I learned that I didn’t need a man to sweep me up and carry me off into the sunset. If a man rides up next to me now, I would politely refuse and tell him I’d rather walk the journey instead. I’ve distanced myself further and further from the notion that I need a man to complete me, heal me, or make me happy. They can’t, because it was God’s job all along. This journey has stretched me and challenged me, and because of it I know who I am, I understand my feelings and needs and I know how to meet them in healthy ways. I’ve learned to ultimately stand on my two feet and be that kind of princess who takes no crap, slays her own dragon and gets her hands and feet dirty. Had I not embarked on this life-changing adventure, I think I would be wallowing in despair for still being single.
Solo traveler Brooke Sayward once wrote, “But regardless of whether you are in love, hate love, long for love or really just don’t even think about it at this point in your life, the most important relationship you will ever have is with yourself. You will in turn become the truest and most happy version of yourself. You will know what you like as well as what you don’t like… You will have your own opinion… By loving yourself you allow yourself to be loved for who you are… not who you intend to be.”
You may think that the man who comes along into your life is going to one day sweep you off your feet, heal all your battle scars and fill the cracks that run deep beneath your heart. You think that when he tells you you’re beautiful, you’re finally going to believe it. But, I don’t believe it works that way. You can’t accept love when you don’t love yourself. So do it. Learn to fall in love with yourself. Learn to stand on your own two feet. Learn to rescue yourself by doing things that will strengthen who you are as a person.

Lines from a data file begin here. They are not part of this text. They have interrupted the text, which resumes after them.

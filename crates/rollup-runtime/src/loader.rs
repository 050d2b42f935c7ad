use std::path::Path;

use chrono::{DateTime, Utc};
use orion_error::compat_prelude::*;
use orion_error::prelude::*;
use rollup_core::{Record, Timestamp, Value};
use serde_json::Value as Json;

use crate::error::{RuntimeReason, RuntimeResult};

/// Read records from a JSON file: either one top-level array of objects or
/// JSON lines (one object per line, blank lines skipped).
///
/// String values of `time_field` holding RFC 3339 timestamps become native
/// dates; everything else is carried as-is and validated by the rollup.
pub fn load_records(path: &Path, time_field: &str) -> RuntimeResult<Vec<Record>> {
    let text = std::fs::read_to_string(path)
        .owe_sys()
        .position(path.display().to_string())?;
    let records = parse_records(&text, time_field).position(path.display().to_string())?;
    rl_info!(data, path = %path.display(), records = records.len(), "records loaded");
    Ok(records)
}

/// Parse records from JSON text; see [`load_records`].
pub fn parse_records(text: &str, time_field: &str) -> RuntimeResult<Vec<Record>> {
    let trimmed = text.trim_start();
    if trimmed.starts_with('[') {
        let doc: Json = serde_json::from_str(trimmed).owe(RuntimeReason::Load)?;
        let Json::Array(items) = doc else {
            return StructError::from(RuntimeReason::Load)
                .with_detail("top-level JSON value is not an array")
                .err();
        };
        return items
            .into_iter()
            .enumerate()
            .map(|(i, item)| object_to_record(item, time_field, i + 1))
            .collect();
    }

    let mut records = Vec::new();
    for (lineno, line) in text.lines().enumerate() {
        let line = line.trim();
        if line.is_empty() {
            continue;
        }
        let item: Json = serde_json::from_str(line)
            .owe(RuntimeReason::Load)
            .position(format!("line {}", lineno + 1))?;
        records.push(object_to_record(item, time_field, lineno + 1)?);
    }
    Ok(records)
}

fn object_to_record(item: Json, time_field: &str, ordinal: usize) -> RuntimeResult<Record> {
    let Json::Object(map) = item else {
        return StructError::from(RuntimeReason::Load)
            .with_detail(format!("record {ordinal} is not a JSON object"))
            .err();
    };
    Ok(map
        .into_iter()
        .map(|(k, v)| {
            let value = if k == time_field {
                time_value(v)
            } else {
                json_to_value(v)
            };
            (k, value)
        })
        .collect())
}

fn time_value(v: Json) -> Value {
    match v {
        Json::String(s) => match DateTime::parse_from_rfc3339(&s) {
            Ok(dt) => Value::Time(Timestamp::Date(dt.with_timezone(&Utc))),
            Err(_) => Value::Str(s),
        },
        other => json_to_value(other),
    }
}

/// Convert a JSON value into a record [`Value`].
pub fn json_to_value(v: Json) -> Value {
    match v {
        Json::Null => Value::Null,
        Json::Bool(b) => Value::Bool(b),
        Json::Number(n) => n.as_f64().map_or(Value::Null, Value::Number),
        Json::String(s) => Value::Str(s),
        Json::Array(items) => Value::Array(items.into_iter().map(json_to_value).collect()),
        Json::Object(map) => Value::Object(
            map.into_iter()
                .map(|(k, v)| (k, json_to_value(v)))
                .collect(),
        ),
    }
}

#[cfg(test)]
mod tests {
    use super::*;

    #[test]
    fn parses_json_lines() {
        let text = r#"
{"timestamp": 1486058400000, "value": 10}

{"timestamp": 1486062900000, "value": 12, "s": "x"}
"#;
        let records = parse_records(text, "timestamp").unwrap();
        assert_eq!(records.len(), 2);
        assert_eq!(records[1].get("value"), Some(&Value::Number(12.0)));
        assert_eq!(records[1].get("s"), Some(&Value::from("x")));
    }

    #[test]
    fn parses_array_and_keeps_field_order() {
        let text = r#"[{"z": 1, "timestamp": 0, "a": {"an": "object"}}]"#;
        let records = parse_records(text, "timestamp").unwrap();
        assert_eq!(records[0].keys().collect::<Vec<_>>(), vec!["z", "timestamp", "a"]);
        assert_eq!(
            records[0].get("a"),
            Some(&Value::Object(Record::new().with("an", "object")))
        );
    }

    #[test]
    fn rfc3339_timestamps_become_dates() {
        let text = r#"{"ts": "2017-02-02T10:00:00-08:00", "note": "2017-02-02T10:00:00Z"}"#;
        let records = parse_records(text, "ts").unwrap();
        let ts = Timestamp::from_value(records[0].get("ts").unwrap()).unwrap();
        assert_eq!(ts.epoch_millis(), 1_486_058_400_000);
        // Only the timestamp field is converted.
        assert!(matches!(records[0].get("note"), Some(Value::Str(_))));
    }

    #[test]
    fn unparseable_time_string_is_left_for_validation() {
        let records = parse_records(r#"{"timestamp": "soon"}"#, "timestamp").unwrap();
        assert_eq!(records[0].get("timestamp"), Some(&Value::from("soon")));
    }

    #[test]
    fn rejects_non_objects_and_bad_json() {
        assert!(parse_records("[1, 2]", "timestamp").is_err());
        assert!(parse_records("{\"a\": 1}\n{oops", "timestamp").is_err());
        assert!(parse_records("42", "timestamp").is_err());
    }

    #[test]
    fn load_reads_file() {
        let dir = tempfile::tempdir().unwrap();
        let path = dir.path().join("points.jsonl");
        std::fs::write(&path, "{\"timestamp\": 0, \"value\": 1}\n").unwrap();
        let records = load_records(&path, "timestamp").unwrap();
        assert_eq!(records.len(), 1);
        assert!(load_records(&dir.path().join("missing.jsonl"), "timestamp").is_err());
    }
}
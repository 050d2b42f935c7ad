use std::time::Instant;

use orion_error::compat_prelude::*;
use orion_error::prelude::*;
use rollup_core::{Bin, Record, RollupOptions, timeseries};

use crate::error::{RuntimeReason, RuntimeResult};

/// Run a rollup off the async executor.
///
/// The core computation is synchronous and CPU-bound, so it is moved to the
/// blocking pool; the caller's task only awaits the result. A panic inside
/// the computation surfaces as an [`RuntimeReason::Adapter`] error.
pub async fn run_rollup(records: Vec<Record>, options: RollupOptions) -> RuntimeResult<Vec<Bin>> {
    let started = Instant::now();
    let input = records.len();
    let bins = tokio::task::spawn_blocking(move || timeseries(&records, &options))
        .await
        .owe(RuntimeReason::Adapter)?
        .err_conv()?;
    rl_debug!(
        data,
        records = input,
        bins = bins.len(),
        elapsed_ms = started.elapsed().as_millis() as u64,
        "rollup finished"
    );
    Ok(bins)
}
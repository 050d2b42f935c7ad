mod accumulator;
mod kind;

pub use accumulator::{Accumulator, new_accumulator};
pub use kind::{AggKind, FcnSpec};

use std::collections::HashMap;

use crate::record::{Record, Value};

/// Per-window accumulator table, keyed by field name and kept in
/// first-seen order.
#[derive(Default)]
struct FieldAccumulators {
    order: Vec<String>,
    states: HashMap<String, Box<dyn Accumulator>>,
}

impl FieldAccumulators {
    fn absorb(&mut self, field: &str, value: f64, fcn: &FcnSpec) {
        if let Some(state) = self.states.get_mut(field) {
            state.absorb(value);
            return;
        }
        let mut state = new_accumulator(fcn.kind_for(field));
        state.absorb(value);
        self.order.push(field.to_string());
        self.states.insert(field.to_string(), state);
    }

    fn finalize_into(self, out: &mut Record) {
        let FieldAccumulators { order, states } = self;
        for field in order {
            if let Some(state) = states.get(&field) {
                out.insert(field, Value::Number(state.finalize()));
            }
        }
    }
}

/// Reduce the records of one window to a single merged record.
///
/// Numeric fields are combined with the kind `fcn` selects for them.
/// Everything else is carried over unchanged from the first record. The
/// `time_field` is never aggregated; the caller overwrites it with the
/// window start. An empty window yields an empty record.
pub fn aggregate(records: &[&Record], fcn: &FcnSpec, time_field: &str) -> Record {
    let Some(first) = records.first() else {
        return Record::new();
    };

    let mut accumulators = FieldAccumulators::default();
    for record in records {
        for (field, value) in record.iter() {
            if field == time_field {
                continue;
            }
            if let Some(n) = value.as_number() {
                accumulators.absorb(field, n, fcn);
            }
        }
    }

    let mut merged = (*first).clone();
    accumulators.finalize_into(&mut merged);
    merged
}
use std::fmt;
use std::str::FromStr;

use orion_error::prelude::*;
use winnow::ascii::{alpha1, digit1};
use winnow::combinator::{alt, cut_err};
use winnow::error::{ContextError, ErrMode, StrContext, StrContextValue};
use winnow::prelude::*;

use crate::error::{CoreError, CoreReason, CoreResult};

// ---------------------------------------------------------------------------
// IntervalUnit
// ---------------------------------------------------------------------------

/// Calendar units a window can be measured in.
#[derive(Debug, Clone, Copy, PartialEq, Eq, Hash, PartialOrd, Ord)]
pub enum IntervalUnit {
    Second,
    Minute,
    Hour,
    Day,
    Week,
    Month,
    Quarter,
    Year,
}

impl IntervalUnit {
    /// Look up a bare unit name, singular or plural.
    pub fn from_name(name: &str) -> Option<IntervalUnit> {
        let unit = match name {
            "second" | "seconds" => IntervalUnit::Second,
            "minute" | "minutes" => IntervalUnit::Minute,
            "hour" | "hours" => IntervalUnit::Hour,
            "day" | "days" => IntervalUnit::Day,
            "week" | "weeks" => IntervalUnit::Week,
            "month" | "months" => IntervalUnit::Month,
            "quarter" | "quarters" => IntervalUnit::Quarter,
            "year" | "years" => IntervalUnit::Year,
            _ => return None,
        };
        Some(unit)
    }

    /// Units allowed after a numeric multiplier (`15min`, `30sec`).
    fn from_compound_suffix(suffix: &str) -> Option<IntervalUnit> {
        match suffix {
            "m" | "min" | "mins" | "minute" | "minutes" => Some(IntervalUnit::Minute),
            "s" | "sec" | "secs" | "second" | "seconds" => Some(IntervalUnit::Second),
            _ => None,
        }
    }

    pub fn as_str(&self) -> &'static str {
        match self {
            IntervalUnit::Second => "second",
            IntervalUnit::Minute => "minute",
            IntervalUnit::Hour => "hour",
            IntervalUnit::Day => "day",
            IntervalUnit::Week => "week",
            IntervalUnit::Month => "month",
            IntervalUnit::Quarter => "quarter",
            IntervalUnit::Year => "year",
        }
    }
}

impl fmt::Display for IntervalUnit {
    fn fmt(&self, f: &mut fmt::Formatter<'_>) -> fmt::Result {
        f.write_str(self.as_str())
    }
}

// ---------------------------------------------------------------------------
// IntervalSpec
// ---------------------------------------------------------------------------

/// A window length: `multiplier` whole `unit`s.
#[derive(Debug, Clone, Copy, PartialEq, Eq, Hash)]
pub struct IntervalSpec {
    pub multiplier: u32,
    pub unit: IntervalUnit,
}

impl IntervalSpec {
    pub fn new(multiplier: u32, unit: IntervalUnit) -> Self {
        Self {
            multiplier: multiplier.max(1),
            unit,
        }
    }

    pub fn unit(unit: IntervalUnit) -> Self {
        Self::new(1, unit)
    }
}

/// Parse an interval descriptor.
///
/// Empty (or all-whitespace) input means "no interval": the caller bins the
/// whole range into a single window.
pub fn parse_interval(input: &str) -> CoreResult<Option<IntervalSpec>> {
    let trimmed = input.trim();
    if trimmed.is_empty() {
        return Ok(None);
    }
    interval_spec.parse(trimmed).map(Some).map_err(|e| {
        StructError::from(CoreReason::MalformedInterval)
            .with_detail(format!("interval {trimmed:?}: {e}"))
    })
}

impl FromStr for IntervalSpec {
    type Err = CoreError;

    fn from_str(s: &str) -> CoreResult<Self> {
        parse_interval(s)?.ok_or_else(|| {
            StructError::from(CoreReason::MalformedInterval).with_detail("empty interval")
        })
    }
}

/// Canonical text: bare unit name for single units, `<n>min` / `<n>sec` for
/// compound sub-hour intervals.
impl fmt::Display for IntervalSpec {
    fn fmt(&self, f: &mut fmt::Formatter<'_>) -> fmt::Result {
        match (self.multiplier, self.unit) {
            (1, unit) => write!(f, "{unit}"),
            (n, IntervalUnit::Minute) => write!(f, "{n}min"),
            (n, IntervalUnit::Second) => write!(f, "{n}sec"),
            (n, unit) => write!(f, "{n} {unit}s"),
        }
    }
}

// ---------------------------------------------------------------------------
// Grammar
// ---------------------------------------------------------------------------

fn interval_spec(input: &mut &str) -> ModalResult<IntervalSpec> {
    alt((compound_interval, bare_interval)).parse_next(input)
}

/// `<digits><suffix>`, restricted to minute and second suffixes.
fn compound_interval(input: &mut &str) -> ModalResult<IntervalSpec> {
    let digits = digit1.parse_next(input)?;
    let multiplier: u32 = digits
        .parse()
        .map_err(|_| ErrMode::Cut(ContextError::new()))?;
    let unit = cut_err(alpha1.verify_map(IntervalUnit::from_compound_suffix))
        .context(StrContext::Expected(StrContextValue::Description(
            "compound unit (min|sec)",
        )))
        .parse_next(input)?;
    if multiplier == 0 {
        return Err(ErrMode::Cut(ContextError::new()));
    }
    Ok(IntervalSpec { multiplier, unit })
}

fn bare_interval(input: &mut &str) -> ModalResult<IntervalSpec> {
    alpha1
        .verify_map(IntervalUnit::from_name)
        .context(StrContext::Expected(StrContextValue::Description(
            "unit (second|minute|hour|day|week|month|quarter|year)",
        )))
        .map(IntervalSpec::unit)
        .parse_next(input)
}

// ---------------------------------------------------------------------------
// Tests
// ---------------------------------------------------------------------------
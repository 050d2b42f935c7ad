use orion_error::prelude::*;
use rollup_config::FillSetting;

use crate::error::{CoreReason, CoreResult};
use crate::record::{Record, Value};

/// How a window without source records is represented.
#[derive(Debug, Clone, PartialEq)]
pub enum FillPolicy {
    /// Every candidate field is `0`.
    Zeros,
    /// Every candidate field is `NaN`.
    Nans,
    /// Repeat the previous emitted bin; all-zero before the first one.
    Previous,
    /// Every candidate field is this literal.
    Value(Value),
}

impl FillPolicy {
    /// Parse a fill policy from text. `none` (or empty) means no fill.
    ///
    /// Recognized: `zeros`, `nans`, `previous`, finite numbers, `true`,
    /// `false` and `null`. Anything else is rejected.
    pub fn parse(text: &str) -> CoreResult<Option<FillPolicy>> {
        let t = text.trim();
        let policy = match t {
            "" | "none" => return Ok(None),
            "zeros" => FillPolicy::Zeros,
            "nans" => FillPolicy::Nans,
            "previous" => FillPolicy::Previous,
            "true" => FillPolicy::Value(Value::Bool(true)),
            "false" => FillPolicy::Value(Value::Bool(false)),
            "null" => FillPolicy::Value(Value::Null),
            other => match other.parse::<f64>() {
                Ok(n) if n.is_finite() => FillPolicy::Value(Value::Number(n)),
                _ => {
                    return StructError::from(CoreReason::UnsupportedFill)
                        .with_detail(format!(
                            "fill {other:?} (expected none|zeros|nans|previous or a literal)"
                        ))
                        .err();
                }
            },
        };
        Ok(Some(policy))
    }

    /// Resolve a configured fill setting.
    pub fn from_setting(setting: &FillSetting) -> CoreResult<Option<FillPolicy>> {
        match setting {
            FillSetting::Number(n) if n.is_finite() => {
                Ok(Some(FillPolicy::Value(Value::Number(*n))))
            }
            FillSetting::Number(n) => StructError::from(CoreReason::UnsupportedFill)
                .with_detail(format!("fill literal {n} is not finite"))
                .err(),
            FillSetting::Bool(b) => Ok(Some(FillPolicy::Value(Value::Bool(*b)))),
            FillSetting::Text(t) => FillPolicy::parse(t),
        }
    }

    fn synthesize(&self, prior: Option<&Record>, candidates: &[String]) -> Record {
        match (self, prior) {
            (FillPolicy::Previous, Some(prior)) => prior.clone(),
            (FillPolicy::Previous, None) | (FillPolicy::Zeros, _) => {
                uniform(candidates, Value::Number(0.0))
            }
            (FillPolicy::Nans, _) => uniform(candidates, Value::Number(f64::NAN)),
            (FillPolicy::Value(v), _) => uniform(candidates, v.clone()),
        }
    }
}

fn uniform(fields: &[String], value: Value) -> Record {
    fields.iter().map(|f| (f.clone(), value.clone())).collect()
}

/// What became of one window.
#[derive(Debug, Clone, PartialEq)]
pub enum WindowOutcome {
    /// The window had data; the aggregate stands.
    Aggregated(Record),
    /// The window was empty and the fill policy produced this record.
    Filled(Record),
    /// The window produces no bin.
    Omitted,
}

/// Substitute a synthesized record for an empty window aggregate.
///
/// A non-empty `aggregated` record passes through untouched. An empty one
/// is omitted when no policy is configured; otherwise it is replaced per
/// `fill`, with `marker` (if any) set to `true`. A synthesized record that
/// ends up with no fields at all is omitted too.
pub fn fill_if_empty(
    aggregated: Record,
    prior: Option<&Record>,
    fill: Option<&FillPolicy>,
    candidates: &[String],
    marker: Option<&str>,
) -> WindowOutcome {
    if !aggregated.is_empty() {
        return WindowOutcome::Aggregated(aggregated);
    }
    let Some(policy) = fill else {
        return WindowOutcome::Omitted;
    };

    let mut filled = policy.synthesize(prior, candidates);
    if let Some(marker) = marker {
        filled.insert(marker, true);
    }
    if filled.is_empty() {
        WindowOutcome::Omitted
    } else {
        WindowOutcome::Filled(filled)
    }
}

// ---------------------------------------------------------------------------
// Tests
// ---------------------------------------------------------------------------

#[cfg(test)]
mod tests {
    use super::*;

    fn names(ns: &[&str]) -> Vec<String> {
        ns.iter().map(|s| s.to_string()).collect()
    }

    #[test]
    fn parse_keywords_and_literals() {
        assert_eq!(FillPolicy::parse("none").unwrap(), None);
        assert_eq!(FillPolicy::parse("zeros").unwrap(), Some(FillPolicy::Zeros));
        assert_eq!(FillPolicy::parse("nans").unwrap(), Some(FillPolicy::Nans));
        assert_eq!(FillPolicy::parse("previous").unwrap(), Some(FillPolicy::Previous));
        assert_eq!(
            FillPolicy::parse("0").unwrap(),
            Some(FillPolicy::Value(Value::Number(0.0)))
        );
        assert_eq!(
            FillPolicy::parse("-1.5").unwrap(),
            Some(FillPolicy::Value(Value::Number(-1.5)))
        );
    }

    #[test]
    fn parse_rejects_unknown_policy() {
        assert!(FillPolicy::parse("linear").is_err());
        assert!(FillPolicy::parse("inf").is_err());
    }

    #[test]
    fn from_setting_number_and_text() {
        assert_eq!(
            FillPolicy::from_setting(&FillSetting::Number(0.0)).unwrap(),
            Some(FillPolicy::Value(Value::Number(0.0)))
        );
        assert_eq!(
            FillPolicy::from_setting(&FillSetting::Text("previous".into())).unwrap(),
            Some(FillPolicy::Previous)
        );
        assert!(FillPolicy::from_setting(&FillSetting::Text("bogus".into())).is_err());
    }

    #[test]
    fn aggregated_passes_through() {
        let agg = Record::new().with("v", 1.0);
        let out = fill_if_empty(agg.clone(), None, Some(&FillPolicy::Zeros), &[], Some("g"));
        assert_eq!(out, WindowOutcome::Aggregated(agg));
    }

    #[test]
    fn no_policy_omits() {
        let out = fill_if_empty(Record::new(), None, None, &names(&["v"]), None);
        assert_eq!(out, WindowOutcome::Omitted);
    }

    #[test]
    fn zeros_and_literal() {
        let c = names(&["v1", "v2"]);
        let out = fill_if_empty(Record::new(), None, Some(&FillPolicy::Zeros), &c, None);
        assert_eq!(
            out,
            WindowOutcome::Filled(Record::new().with("v1", 0.0).with("v2", 0.0))
        );
        let seven = FillPolicy::Value(Value::Number(7.0));
        let out = fill_if_empty(Record::new(), None, Some(&seven), &c, Some("generated"));
        assert_eq!(
            out,
            WindowOutcome::Filled(
                Record::new()
                    .with("v1", 7.0)
                    .with("v2", 7.0)
                    .with("generated", true)
            )
        );
    }

    #[test]
    fn nans_fill() {
        let out = fill_if_empty(Record::new(), None, Some(&FillPolicy::Nans), &names(&["v"]), None);
        let WindowOutcome::Filled(r) = out else {
            panic!("expected filled record");
        };
        assert!(matches!(r.get("v"), Some(Value::Number(n)) if n.is_nan()));
    }

    #[test]
    fn previous_copies_prior_or_falls_back_to_zero() {
        let c = names(&["v"]);
        let prior = Record::new().with("v", 30.0);
        let out = fill_if_empty(Record::new(), Some(&prior), Some(&FillPolicy::Previous), &c, None);
        assert_eq!(out, WindowOutcome::Filled(prior));

        let out = fill_if_empty(Record::new(), None, Some(&FillPolicy::Previous), &c, None);
        assert_eq!(out, WindowOutcome::Filled(Record::new().with("v", 0.0)));
    }

    #[test]
    fn nothing_to_fill_is_omitted() {
        let out = fill_if_empty(Record::new(), None, Some(&FillPolicy::Zeros), &[], None);
        assert_eq!(out, WindowOutcome::Omitted);
    }

    #[test]
    fn marker_alone_still_emits() {
        let out = fill_if_empty(Record::new(), None, Some(&FillPolicy::Zeros), &[], Some("g"));
        assert_eq!(out, WindowOutcome::Filled(Record::new().with("g", true)));
    }
}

You can’t do life on your own. You shouldn’t. But don’t wait for a man to walk into your life so you can finally begin it. Don’t be deceived when a man who seemingly has it all offers you the world. You’re going to be just fine without him. There’s a whole, beautiful, wild world out there for you to adventure in by yourself, first. And even though that world may try to convince you that you need a man to be successful and happy, it is a powerful thing to go against the grain and choose yourself instead. That is a journey in itself – a wonderful, challenging, freeing one you mustn’t trade for any man. And I know, when the time comes to meet you future husband, like Mulan, you will be ready – confident, strong, loved-up and beautifully, entirely you – a woman who has a world of her own.